# [Activity]
Of the entries below, return exactly those lines that fall between the one containing "#[derive(Parser, Debug)]" and the one containing "to load configuration", the two end lines included.

Segment Start: Available data

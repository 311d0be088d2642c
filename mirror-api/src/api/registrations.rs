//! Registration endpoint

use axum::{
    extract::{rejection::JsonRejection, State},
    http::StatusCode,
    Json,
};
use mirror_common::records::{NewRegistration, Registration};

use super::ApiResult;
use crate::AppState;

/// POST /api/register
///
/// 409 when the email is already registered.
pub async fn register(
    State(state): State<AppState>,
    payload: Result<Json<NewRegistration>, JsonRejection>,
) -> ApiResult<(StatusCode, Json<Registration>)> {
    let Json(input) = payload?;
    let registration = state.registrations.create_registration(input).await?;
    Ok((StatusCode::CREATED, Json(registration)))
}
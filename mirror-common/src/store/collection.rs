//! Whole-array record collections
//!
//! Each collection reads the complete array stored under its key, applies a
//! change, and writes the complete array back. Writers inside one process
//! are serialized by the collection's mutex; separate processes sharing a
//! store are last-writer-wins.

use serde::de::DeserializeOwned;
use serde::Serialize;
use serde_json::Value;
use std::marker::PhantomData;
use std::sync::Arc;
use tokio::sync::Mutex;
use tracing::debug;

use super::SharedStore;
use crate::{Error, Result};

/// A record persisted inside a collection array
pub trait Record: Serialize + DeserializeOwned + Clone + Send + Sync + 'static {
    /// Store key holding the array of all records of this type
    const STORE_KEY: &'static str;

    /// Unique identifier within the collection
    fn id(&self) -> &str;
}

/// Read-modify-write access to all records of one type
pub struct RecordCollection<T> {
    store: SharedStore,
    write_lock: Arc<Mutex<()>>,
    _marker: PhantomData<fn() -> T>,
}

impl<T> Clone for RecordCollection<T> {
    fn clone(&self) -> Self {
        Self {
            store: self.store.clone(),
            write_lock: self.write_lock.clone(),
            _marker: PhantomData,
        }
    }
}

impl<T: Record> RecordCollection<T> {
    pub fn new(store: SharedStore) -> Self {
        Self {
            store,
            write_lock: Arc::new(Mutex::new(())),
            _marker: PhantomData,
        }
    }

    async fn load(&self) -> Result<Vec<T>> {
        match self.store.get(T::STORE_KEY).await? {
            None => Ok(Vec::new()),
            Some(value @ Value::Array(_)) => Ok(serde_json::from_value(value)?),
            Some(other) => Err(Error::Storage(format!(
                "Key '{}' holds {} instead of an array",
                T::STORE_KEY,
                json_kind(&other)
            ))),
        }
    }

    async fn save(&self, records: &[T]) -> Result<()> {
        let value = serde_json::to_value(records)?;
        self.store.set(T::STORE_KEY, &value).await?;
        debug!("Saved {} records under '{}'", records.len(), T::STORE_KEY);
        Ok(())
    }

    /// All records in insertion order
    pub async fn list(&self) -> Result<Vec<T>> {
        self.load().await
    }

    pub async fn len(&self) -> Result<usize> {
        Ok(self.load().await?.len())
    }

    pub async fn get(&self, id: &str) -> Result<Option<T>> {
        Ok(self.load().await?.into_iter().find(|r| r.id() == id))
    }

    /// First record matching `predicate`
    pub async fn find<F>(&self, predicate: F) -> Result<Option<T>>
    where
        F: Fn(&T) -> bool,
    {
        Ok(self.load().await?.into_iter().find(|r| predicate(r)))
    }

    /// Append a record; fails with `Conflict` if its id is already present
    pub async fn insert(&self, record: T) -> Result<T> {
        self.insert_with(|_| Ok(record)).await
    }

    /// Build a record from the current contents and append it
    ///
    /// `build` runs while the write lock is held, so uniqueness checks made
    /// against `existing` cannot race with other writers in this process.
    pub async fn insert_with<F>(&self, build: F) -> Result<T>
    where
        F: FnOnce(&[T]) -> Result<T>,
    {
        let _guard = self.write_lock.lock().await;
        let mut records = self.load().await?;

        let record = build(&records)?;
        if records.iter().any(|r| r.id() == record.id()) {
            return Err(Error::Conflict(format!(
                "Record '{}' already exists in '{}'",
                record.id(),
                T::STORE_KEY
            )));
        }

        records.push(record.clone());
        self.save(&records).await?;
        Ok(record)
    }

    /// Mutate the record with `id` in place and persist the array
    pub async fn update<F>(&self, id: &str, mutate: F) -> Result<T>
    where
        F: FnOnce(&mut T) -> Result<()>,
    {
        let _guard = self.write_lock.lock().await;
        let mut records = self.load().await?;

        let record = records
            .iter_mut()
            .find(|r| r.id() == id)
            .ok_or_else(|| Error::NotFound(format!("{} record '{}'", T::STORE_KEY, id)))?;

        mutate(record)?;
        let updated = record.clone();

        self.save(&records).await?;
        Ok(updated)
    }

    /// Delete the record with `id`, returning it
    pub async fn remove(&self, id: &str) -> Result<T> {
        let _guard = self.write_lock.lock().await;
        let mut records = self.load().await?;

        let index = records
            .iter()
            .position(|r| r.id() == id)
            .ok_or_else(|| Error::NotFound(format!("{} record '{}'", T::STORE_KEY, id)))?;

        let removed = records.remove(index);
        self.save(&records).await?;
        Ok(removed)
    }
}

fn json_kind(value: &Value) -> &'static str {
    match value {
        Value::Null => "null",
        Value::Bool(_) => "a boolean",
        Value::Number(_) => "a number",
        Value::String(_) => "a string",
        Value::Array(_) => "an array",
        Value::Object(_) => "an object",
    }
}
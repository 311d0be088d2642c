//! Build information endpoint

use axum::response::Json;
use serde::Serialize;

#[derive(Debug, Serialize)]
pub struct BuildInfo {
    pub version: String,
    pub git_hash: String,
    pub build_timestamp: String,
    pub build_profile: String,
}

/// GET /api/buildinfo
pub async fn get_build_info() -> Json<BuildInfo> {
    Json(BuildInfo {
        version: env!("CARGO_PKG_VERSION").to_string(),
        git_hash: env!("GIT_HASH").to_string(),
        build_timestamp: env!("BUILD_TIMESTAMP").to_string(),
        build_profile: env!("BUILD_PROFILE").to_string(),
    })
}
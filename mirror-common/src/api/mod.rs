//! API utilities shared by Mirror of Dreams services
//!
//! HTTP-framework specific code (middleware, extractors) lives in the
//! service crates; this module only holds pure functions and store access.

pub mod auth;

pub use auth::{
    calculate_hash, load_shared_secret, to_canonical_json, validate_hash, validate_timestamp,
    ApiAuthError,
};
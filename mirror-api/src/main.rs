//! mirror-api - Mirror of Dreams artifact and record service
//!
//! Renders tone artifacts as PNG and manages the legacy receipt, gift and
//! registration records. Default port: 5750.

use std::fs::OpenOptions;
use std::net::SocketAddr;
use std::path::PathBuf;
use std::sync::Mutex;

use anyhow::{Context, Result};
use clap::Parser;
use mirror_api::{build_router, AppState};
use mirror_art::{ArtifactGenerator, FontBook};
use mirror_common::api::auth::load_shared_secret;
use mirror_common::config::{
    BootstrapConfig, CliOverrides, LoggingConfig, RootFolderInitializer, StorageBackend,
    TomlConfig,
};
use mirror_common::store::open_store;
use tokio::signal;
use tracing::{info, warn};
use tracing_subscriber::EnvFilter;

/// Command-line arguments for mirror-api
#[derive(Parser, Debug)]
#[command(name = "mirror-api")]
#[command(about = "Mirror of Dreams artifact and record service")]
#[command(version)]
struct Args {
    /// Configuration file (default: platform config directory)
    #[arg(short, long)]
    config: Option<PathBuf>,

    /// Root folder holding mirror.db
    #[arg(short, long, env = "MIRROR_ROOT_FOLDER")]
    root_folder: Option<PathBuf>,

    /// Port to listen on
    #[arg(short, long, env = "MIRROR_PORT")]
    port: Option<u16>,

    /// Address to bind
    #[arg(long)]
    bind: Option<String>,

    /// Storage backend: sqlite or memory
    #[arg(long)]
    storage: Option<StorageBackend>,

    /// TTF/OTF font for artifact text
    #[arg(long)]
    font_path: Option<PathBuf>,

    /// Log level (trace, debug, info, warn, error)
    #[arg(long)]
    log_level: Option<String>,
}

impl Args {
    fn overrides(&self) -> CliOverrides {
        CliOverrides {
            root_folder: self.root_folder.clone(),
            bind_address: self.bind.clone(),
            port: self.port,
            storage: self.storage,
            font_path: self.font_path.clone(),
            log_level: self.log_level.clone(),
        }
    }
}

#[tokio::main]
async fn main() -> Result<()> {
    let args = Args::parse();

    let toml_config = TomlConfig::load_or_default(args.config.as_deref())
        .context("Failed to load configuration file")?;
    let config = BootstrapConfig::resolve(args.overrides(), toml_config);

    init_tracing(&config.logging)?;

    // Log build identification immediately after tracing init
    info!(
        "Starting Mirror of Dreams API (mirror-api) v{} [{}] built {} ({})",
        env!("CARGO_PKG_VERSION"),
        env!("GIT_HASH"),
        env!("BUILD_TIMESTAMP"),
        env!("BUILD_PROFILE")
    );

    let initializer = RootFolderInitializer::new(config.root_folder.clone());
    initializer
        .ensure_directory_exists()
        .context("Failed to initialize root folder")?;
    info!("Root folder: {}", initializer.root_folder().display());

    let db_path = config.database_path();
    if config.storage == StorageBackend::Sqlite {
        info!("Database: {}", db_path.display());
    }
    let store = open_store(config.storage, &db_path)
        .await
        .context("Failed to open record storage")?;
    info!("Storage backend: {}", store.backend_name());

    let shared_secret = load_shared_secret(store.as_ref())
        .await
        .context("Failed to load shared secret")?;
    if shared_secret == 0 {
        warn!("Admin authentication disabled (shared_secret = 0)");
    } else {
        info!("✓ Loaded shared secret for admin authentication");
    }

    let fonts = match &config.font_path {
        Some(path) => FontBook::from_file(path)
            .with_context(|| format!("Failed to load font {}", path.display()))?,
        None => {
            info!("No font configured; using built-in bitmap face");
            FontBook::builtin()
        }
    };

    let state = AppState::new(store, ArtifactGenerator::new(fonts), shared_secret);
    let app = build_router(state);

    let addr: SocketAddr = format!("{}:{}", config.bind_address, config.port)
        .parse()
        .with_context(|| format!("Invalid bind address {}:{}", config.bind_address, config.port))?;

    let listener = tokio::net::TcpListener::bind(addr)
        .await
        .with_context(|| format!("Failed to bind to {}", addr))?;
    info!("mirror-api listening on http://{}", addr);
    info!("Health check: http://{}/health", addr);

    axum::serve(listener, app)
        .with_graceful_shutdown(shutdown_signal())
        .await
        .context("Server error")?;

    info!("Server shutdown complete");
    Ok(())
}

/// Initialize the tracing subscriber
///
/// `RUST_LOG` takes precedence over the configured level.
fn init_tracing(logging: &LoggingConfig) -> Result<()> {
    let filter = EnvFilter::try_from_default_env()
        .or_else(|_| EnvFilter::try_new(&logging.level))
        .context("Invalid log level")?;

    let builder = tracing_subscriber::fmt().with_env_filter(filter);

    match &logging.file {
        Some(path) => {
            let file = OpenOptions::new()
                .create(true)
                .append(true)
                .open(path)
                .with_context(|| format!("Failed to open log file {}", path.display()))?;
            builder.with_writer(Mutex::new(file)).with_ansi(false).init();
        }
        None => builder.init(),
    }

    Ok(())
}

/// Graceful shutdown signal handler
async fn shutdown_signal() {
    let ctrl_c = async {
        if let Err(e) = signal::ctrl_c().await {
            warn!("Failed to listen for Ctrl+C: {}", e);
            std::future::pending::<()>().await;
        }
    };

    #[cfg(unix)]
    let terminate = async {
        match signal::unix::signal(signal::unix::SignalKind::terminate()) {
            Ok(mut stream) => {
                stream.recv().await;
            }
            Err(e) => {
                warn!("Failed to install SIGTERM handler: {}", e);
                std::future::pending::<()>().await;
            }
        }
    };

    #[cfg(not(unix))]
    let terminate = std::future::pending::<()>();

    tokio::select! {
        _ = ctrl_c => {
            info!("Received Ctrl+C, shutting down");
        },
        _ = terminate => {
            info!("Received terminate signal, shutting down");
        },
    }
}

Segment End: Available data

# [Exercise response]
#[derive(Parser, Debug)]
#[command(name = "mirror-api")]
#[command(about = "Mirror of Dreams artifact and record service")]
#[command(version)]
struct Args {
    /// Configuration file (default: platform config directory)
    #[arg(short, long)]
    config: Option<PathBuf>,

    /// Root folder holding mirror.db
    #[arg(short, long, env = "MIRROR_ROOT_FOLDER")]
    root_folder: Option<PathBuf>,

    /// Port to listen on
    #[arg(short, long, env = "MIRROR_PORT")]
    port: Option<u16>,

    /// Address to bind
    #[arg(long)]
    bind: Option<String>,

    /// Storage backend: sqlite or memory
    #[arg(long)]
    storage: Option<StorageBackend>,

    /// TTF/OTF font for artifact text
    #[arg(long)]
    font_path: Option<PathBuf>,

    /// Log level (trace, debug, info, warn, error)
    #[arg(long)]
    log_level: Option<String>,
}

impl Args {
    fn overrides(&self) -> CliOverrides {
        CliOverrides {
            root_folder: self.root_folder.clone(),
            bind_address: self.bind.clone(),
            port: self.port,
            storage: self.storage,
            font_path: self.font_path.clone(),
            log_level: self.log_level.clone(),
        }
    }
}

#[tokio::main]
async fn main() -> Result<()> {
    let args = Args::parse();

    let toml_config = TomlConfig::load_or_default(args.config.as_deref())
        .context("Failed to load configuration file")?;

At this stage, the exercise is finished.